Only the lines from the top of the data through the line with "pub mod analyzer;" should be repeated, each exactly as written.

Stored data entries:
+++

//! Multi-script text normalization for search.
//!
//! Folds away orthographic variation that should not affect matching:
//! diacritics and vowel points, letter-shape variants, punctuation, case and
//! whitespace. Supported scripts are Arabic, Hebrew, Greek, Latin-based and
//! Syriac; any other text still gets the generic pass.
//!
//! ```
//! use scriptnorm_core::{normalize, Language};
//!
//! assert_eq!(normalize("Café résumé", Some(Language::Latin)), "cafe resume");
//! assert_eq!(normalize("שָׁלוֹם", Some(Language::Hebrew)), "שלומ");
//! ```
//!
//! Every function here is a pure function of its input. Rule tables are
//! `static`, so normalizers can be called from any number of threads.

pub mod analyzer;

pub use analyzer::{normalize, normalize_opt, normalize_tagged, NormalizerConfig, TextNormalizer};
pub use scriptnorm_types::{Language, ParseLanguageError};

+++

* ANSWER BELOW
//! Multi-script text normalization for search.
//!
//! Folds away orthographic variation that should not affect matching:
//! diacritics and vowel points, letter-shape variants, punctuation, case and
//! whitespace. Supported scripts are Arabic, Hebrew, Greek, Latin-based and
//! Syriac; any other text still gets the generic pass.
//!
//! ```
//! use scriptnorm_core::{normalize, Language};
//!
//! assert_eq!(normalize("Café résumé", Some(Language::Latin)), "cafe resume");
//! assert_eq!(normalize("שָׁלוֹם", Some(Language::Hebrew)), "שלומ");
//! ```
//!
//! Every function here is a pure function of its input. Rule tables are
//! `static`, so normalizers can be called from any number of threads.

pub mod analyzer;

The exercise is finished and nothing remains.